**WHAT YOU WILL DO**
Among the entries below, only the lines starting at the one with "let count = files.len();" and ending at the one with "async fn check_status(response: Response)", both included, are to be printed exactly.

▬▬▬▬▬▬

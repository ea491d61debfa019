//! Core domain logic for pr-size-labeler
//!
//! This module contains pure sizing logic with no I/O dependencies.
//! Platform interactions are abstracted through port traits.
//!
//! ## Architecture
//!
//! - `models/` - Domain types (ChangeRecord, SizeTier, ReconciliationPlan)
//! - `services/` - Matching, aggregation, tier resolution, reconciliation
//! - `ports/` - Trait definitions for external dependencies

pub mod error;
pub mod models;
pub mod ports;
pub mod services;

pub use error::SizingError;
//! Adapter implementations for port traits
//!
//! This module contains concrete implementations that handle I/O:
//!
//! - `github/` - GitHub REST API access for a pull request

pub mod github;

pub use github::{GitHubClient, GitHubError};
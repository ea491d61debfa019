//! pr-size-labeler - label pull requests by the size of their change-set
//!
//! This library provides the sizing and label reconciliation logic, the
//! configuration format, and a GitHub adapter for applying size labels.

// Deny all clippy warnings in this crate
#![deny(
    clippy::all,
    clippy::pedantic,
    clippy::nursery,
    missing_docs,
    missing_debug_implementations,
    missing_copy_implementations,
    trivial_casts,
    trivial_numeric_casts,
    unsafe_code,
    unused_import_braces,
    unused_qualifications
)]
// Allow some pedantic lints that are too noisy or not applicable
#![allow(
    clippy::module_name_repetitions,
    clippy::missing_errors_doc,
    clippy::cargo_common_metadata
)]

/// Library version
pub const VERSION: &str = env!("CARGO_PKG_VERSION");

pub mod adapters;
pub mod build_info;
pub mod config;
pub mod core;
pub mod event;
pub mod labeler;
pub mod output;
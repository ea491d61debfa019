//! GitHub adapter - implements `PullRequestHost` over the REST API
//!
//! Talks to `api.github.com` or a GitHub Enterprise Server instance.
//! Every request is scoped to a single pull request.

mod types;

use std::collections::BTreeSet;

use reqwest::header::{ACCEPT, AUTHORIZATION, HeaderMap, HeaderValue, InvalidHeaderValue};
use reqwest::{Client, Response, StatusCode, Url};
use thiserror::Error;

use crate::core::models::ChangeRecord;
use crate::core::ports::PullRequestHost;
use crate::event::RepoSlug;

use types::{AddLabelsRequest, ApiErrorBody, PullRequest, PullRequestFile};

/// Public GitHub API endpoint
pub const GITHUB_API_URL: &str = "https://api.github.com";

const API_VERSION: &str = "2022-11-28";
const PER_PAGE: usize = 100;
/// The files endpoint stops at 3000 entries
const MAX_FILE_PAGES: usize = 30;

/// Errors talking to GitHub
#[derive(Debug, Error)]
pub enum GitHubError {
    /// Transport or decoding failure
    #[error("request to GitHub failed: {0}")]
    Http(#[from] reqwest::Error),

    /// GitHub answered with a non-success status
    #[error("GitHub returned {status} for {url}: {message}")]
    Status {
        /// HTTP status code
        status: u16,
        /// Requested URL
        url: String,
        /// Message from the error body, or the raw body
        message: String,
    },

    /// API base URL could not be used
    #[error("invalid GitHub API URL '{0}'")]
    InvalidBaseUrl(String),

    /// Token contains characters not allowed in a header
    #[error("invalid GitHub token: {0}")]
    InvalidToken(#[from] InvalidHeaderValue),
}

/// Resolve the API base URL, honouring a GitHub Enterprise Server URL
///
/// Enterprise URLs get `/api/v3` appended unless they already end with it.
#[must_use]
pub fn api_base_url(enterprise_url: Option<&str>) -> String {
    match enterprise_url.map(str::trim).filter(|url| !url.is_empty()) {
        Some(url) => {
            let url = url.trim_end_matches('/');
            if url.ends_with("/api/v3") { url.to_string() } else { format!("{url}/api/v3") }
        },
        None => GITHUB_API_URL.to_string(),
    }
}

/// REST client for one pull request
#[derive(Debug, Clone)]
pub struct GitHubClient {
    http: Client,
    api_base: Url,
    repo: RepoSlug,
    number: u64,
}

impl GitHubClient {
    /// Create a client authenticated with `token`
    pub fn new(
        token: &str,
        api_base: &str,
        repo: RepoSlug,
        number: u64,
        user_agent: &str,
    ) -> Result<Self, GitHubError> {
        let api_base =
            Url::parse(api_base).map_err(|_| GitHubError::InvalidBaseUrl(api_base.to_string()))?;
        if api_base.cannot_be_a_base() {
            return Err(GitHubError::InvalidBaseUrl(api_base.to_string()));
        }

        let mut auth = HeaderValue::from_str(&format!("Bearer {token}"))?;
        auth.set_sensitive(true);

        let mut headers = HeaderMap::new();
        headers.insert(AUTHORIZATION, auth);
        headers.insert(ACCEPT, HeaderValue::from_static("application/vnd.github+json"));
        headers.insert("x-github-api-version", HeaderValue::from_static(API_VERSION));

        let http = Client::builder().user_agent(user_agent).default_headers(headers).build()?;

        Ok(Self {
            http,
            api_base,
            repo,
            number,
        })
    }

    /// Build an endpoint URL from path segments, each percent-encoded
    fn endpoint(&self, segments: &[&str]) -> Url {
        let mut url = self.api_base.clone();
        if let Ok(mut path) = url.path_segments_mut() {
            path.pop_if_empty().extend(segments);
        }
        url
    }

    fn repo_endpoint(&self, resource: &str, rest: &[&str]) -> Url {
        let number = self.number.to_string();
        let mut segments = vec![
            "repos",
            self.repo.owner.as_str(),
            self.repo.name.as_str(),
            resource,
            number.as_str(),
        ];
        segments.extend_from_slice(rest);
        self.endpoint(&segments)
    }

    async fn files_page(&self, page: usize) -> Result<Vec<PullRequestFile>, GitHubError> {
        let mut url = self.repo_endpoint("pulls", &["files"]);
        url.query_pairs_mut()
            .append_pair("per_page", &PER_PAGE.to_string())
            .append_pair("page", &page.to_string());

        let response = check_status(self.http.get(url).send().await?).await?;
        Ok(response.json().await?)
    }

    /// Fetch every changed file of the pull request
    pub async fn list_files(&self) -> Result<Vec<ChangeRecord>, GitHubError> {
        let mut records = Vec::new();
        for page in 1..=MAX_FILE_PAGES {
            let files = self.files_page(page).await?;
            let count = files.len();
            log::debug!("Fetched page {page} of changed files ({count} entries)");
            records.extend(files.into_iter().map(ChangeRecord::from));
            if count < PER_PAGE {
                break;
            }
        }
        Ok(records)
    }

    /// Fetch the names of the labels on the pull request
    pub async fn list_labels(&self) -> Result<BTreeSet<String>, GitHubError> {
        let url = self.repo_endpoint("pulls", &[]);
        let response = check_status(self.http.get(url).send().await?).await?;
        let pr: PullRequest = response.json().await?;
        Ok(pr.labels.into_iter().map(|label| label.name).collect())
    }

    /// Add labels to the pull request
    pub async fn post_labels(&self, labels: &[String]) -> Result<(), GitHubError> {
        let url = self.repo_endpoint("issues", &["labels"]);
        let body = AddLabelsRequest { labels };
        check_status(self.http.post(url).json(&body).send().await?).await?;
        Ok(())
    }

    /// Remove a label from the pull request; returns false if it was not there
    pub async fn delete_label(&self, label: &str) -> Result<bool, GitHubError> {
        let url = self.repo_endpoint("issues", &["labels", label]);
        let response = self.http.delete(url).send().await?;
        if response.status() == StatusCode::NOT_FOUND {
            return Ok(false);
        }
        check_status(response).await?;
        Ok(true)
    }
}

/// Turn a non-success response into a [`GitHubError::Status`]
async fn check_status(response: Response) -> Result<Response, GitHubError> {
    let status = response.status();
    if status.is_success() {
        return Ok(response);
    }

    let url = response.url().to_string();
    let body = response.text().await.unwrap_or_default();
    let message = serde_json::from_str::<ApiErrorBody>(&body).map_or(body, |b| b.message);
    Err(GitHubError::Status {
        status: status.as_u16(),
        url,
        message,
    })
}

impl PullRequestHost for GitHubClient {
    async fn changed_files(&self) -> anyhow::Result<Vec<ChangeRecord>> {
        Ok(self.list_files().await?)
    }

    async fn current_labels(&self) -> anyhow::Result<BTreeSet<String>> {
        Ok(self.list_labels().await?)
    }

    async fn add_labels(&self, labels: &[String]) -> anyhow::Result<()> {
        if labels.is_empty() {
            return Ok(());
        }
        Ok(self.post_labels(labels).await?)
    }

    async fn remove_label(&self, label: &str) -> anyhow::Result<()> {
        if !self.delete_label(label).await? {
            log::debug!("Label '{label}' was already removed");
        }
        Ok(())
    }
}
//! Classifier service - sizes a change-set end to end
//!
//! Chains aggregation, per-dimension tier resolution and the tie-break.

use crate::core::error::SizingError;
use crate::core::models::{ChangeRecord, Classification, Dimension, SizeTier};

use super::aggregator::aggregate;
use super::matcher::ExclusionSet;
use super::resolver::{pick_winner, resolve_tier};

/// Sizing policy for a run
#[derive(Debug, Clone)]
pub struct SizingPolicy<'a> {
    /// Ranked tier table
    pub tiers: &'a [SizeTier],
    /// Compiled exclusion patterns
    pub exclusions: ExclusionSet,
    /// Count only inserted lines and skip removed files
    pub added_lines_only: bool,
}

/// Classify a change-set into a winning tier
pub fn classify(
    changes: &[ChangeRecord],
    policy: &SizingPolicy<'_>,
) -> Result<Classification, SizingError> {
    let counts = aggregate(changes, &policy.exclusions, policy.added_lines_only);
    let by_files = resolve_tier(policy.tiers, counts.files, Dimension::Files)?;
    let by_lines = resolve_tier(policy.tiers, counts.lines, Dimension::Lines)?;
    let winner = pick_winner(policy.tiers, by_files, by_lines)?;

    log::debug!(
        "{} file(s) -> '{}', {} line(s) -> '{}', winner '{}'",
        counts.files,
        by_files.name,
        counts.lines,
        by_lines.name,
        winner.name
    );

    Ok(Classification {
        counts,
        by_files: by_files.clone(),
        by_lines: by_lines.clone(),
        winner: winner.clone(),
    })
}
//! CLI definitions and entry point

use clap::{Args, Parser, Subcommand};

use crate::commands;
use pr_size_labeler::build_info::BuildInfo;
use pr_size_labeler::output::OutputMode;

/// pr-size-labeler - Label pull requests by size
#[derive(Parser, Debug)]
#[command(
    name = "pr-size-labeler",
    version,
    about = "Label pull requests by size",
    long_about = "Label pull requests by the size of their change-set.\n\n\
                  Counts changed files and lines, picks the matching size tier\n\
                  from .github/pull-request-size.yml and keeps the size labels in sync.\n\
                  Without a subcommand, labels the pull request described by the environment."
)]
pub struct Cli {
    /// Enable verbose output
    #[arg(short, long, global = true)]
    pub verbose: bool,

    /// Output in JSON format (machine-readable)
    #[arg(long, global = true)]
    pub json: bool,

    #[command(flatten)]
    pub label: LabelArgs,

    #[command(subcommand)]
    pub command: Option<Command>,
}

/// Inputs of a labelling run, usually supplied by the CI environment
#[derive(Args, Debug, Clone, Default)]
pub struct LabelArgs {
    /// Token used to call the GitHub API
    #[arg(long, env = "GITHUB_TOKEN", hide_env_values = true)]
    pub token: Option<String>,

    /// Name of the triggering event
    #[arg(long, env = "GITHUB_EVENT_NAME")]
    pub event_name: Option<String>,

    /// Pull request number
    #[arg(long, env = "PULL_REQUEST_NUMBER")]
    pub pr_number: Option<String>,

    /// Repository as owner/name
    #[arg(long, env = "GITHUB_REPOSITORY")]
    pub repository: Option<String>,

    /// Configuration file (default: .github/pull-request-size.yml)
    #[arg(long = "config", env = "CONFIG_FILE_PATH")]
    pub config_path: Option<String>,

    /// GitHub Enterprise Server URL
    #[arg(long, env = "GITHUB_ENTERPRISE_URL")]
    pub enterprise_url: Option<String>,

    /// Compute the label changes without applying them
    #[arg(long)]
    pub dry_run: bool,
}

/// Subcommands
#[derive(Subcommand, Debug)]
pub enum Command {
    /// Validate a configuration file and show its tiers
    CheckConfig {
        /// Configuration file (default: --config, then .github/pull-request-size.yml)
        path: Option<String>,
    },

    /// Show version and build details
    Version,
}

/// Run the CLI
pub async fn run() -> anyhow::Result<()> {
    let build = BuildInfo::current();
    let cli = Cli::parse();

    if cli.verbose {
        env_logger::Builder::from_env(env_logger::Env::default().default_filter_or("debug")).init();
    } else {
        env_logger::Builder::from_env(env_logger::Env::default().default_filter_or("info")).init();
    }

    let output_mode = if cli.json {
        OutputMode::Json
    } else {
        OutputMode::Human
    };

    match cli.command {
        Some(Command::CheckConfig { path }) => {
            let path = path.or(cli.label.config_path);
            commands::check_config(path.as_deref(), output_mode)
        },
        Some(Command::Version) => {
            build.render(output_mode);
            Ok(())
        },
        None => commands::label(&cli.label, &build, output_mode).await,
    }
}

▬▬▬▬▬▬

**ANSWER TO THIS EXERCISE**
            let count = files.len();
            log::debug!("Fetched page {page} of changed files ({count} entries)");
            records.extend(files.into_iter().map(ChangeRecord::from));
            if count < PER_PAGE {
                break;
            }
        }
        Ok(records)
    }

    /// Fetch the names of the labels on the pull request
    pub async fn list_labels(&self) -> Result<BTreeSet<String>, GitHubError> {
        let url = self.repo_endpoint("pulls", &[]);
        let response = check_status(self.http.get(url).send().await?).await?;
        let pr: PullRequest = response.json().await?;
        Ok(pr.labels.into_iter().map(|label| label.name).collect())
    }

    /// Add labels to the pull request
    pub async fn post_labels(&self, labels: &[String]) -> Result<(), GitHubError> {
        let url = self.repo_endpoint("issues", &["labels"]);
        let body = AddLabelsRequest { labels };
        check_status(self.http.post(url).json(&body).send().await?).await?;
        Ok(())
    }

    /// Remove a label from the pull request; returns false if it was not there
    pub async fn delete_label(&self, label: &str) -> Result<bool, GitHubError> {
        let url = self.repo_endpoint("issues", &["labels", label]);
        let response = self.http.delete(url).send().await?;
        if response.status() == StatusCode::NOT_FOUND {
            return Ok(false);
        }
        check_status(response).await?;
        Ok(true)
    }
}

/// Turn a non-success response into a [`GitHubError::Status`]
async fn check_status(response: Response) -> Result<Response, GitHubError> {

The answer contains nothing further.